▶ [BRIEF]: Search the records below for the word "config". Pull out each line that has it.
[DATASET RECORDS Boundary: Start]
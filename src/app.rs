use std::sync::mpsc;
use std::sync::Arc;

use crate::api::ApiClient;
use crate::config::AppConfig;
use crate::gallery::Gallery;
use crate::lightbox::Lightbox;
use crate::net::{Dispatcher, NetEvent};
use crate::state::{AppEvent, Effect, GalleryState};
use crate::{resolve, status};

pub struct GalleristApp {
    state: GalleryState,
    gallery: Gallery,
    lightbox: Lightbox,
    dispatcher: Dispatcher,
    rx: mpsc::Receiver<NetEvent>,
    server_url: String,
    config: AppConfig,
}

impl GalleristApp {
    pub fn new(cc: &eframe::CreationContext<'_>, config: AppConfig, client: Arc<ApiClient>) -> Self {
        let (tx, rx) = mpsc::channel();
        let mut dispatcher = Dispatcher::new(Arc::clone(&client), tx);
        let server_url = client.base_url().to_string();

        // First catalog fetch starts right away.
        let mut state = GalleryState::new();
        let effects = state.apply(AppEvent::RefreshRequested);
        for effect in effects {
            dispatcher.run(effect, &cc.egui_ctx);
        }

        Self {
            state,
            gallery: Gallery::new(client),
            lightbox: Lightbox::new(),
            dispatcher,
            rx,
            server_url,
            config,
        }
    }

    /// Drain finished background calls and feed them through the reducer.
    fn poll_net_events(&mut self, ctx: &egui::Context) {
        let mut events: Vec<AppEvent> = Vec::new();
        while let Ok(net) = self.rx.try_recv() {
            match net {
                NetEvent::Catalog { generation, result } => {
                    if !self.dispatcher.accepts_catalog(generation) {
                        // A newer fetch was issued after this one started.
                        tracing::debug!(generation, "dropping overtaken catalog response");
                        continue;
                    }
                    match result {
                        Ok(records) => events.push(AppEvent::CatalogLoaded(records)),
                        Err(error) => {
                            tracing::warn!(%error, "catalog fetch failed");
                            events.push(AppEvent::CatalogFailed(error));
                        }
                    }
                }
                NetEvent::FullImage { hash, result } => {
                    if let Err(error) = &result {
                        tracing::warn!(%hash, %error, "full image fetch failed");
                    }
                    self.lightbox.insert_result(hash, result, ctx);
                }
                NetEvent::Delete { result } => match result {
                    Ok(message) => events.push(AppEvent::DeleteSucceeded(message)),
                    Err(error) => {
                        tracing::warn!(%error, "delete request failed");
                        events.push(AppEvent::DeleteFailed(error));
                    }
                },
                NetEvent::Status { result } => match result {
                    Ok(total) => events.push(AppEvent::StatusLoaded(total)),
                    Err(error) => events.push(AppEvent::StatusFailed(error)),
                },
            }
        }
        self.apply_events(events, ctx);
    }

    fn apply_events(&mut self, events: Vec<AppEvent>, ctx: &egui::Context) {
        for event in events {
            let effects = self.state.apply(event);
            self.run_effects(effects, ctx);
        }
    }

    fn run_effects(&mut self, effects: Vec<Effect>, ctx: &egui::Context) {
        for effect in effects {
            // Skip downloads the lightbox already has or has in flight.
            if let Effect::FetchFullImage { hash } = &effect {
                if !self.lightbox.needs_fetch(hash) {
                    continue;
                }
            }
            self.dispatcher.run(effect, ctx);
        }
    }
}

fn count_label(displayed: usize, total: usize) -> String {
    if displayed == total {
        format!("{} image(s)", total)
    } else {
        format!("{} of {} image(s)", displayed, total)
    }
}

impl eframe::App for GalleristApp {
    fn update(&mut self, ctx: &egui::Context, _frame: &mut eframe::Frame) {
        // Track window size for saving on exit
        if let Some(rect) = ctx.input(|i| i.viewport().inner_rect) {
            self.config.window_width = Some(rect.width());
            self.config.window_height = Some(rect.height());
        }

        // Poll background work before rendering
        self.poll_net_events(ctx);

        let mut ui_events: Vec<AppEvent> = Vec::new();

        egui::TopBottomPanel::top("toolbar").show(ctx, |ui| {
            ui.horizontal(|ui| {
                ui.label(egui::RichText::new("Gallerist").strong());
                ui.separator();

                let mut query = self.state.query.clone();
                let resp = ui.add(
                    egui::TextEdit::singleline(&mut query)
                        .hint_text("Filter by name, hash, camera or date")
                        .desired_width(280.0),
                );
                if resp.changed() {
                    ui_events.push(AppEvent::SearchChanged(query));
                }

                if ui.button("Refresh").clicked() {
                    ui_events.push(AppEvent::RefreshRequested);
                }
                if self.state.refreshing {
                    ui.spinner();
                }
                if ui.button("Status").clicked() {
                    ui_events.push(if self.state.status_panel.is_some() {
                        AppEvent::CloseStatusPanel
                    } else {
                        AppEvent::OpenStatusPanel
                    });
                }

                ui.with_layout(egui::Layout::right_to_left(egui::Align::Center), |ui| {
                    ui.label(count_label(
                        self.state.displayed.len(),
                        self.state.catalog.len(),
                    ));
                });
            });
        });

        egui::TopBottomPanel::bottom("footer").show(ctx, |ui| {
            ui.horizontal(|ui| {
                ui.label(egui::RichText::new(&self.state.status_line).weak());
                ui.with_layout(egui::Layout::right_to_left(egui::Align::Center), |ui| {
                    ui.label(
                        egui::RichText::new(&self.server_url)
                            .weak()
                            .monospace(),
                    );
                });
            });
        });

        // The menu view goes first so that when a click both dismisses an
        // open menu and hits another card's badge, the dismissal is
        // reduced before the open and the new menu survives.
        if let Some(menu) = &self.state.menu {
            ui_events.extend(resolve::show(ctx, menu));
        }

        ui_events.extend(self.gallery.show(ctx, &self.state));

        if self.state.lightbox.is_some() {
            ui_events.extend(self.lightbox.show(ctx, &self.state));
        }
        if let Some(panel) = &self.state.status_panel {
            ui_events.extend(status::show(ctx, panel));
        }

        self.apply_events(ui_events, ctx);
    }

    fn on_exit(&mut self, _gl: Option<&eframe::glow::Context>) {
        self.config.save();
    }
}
[DATASET RECORDS Boundary: End]
▶ [OUTPUT]:
use crate::config::AppConfig;
    config: AppConfig,
    pub fn new(cc: &eframe::CreationContext<'_>, config: AppConfig, client: Arc<ApiClient>) -> Self {
            config,
            self.config.window_width = Some(rect.width());
            self.config.window_height = Some(rect.height());
        self.config.save();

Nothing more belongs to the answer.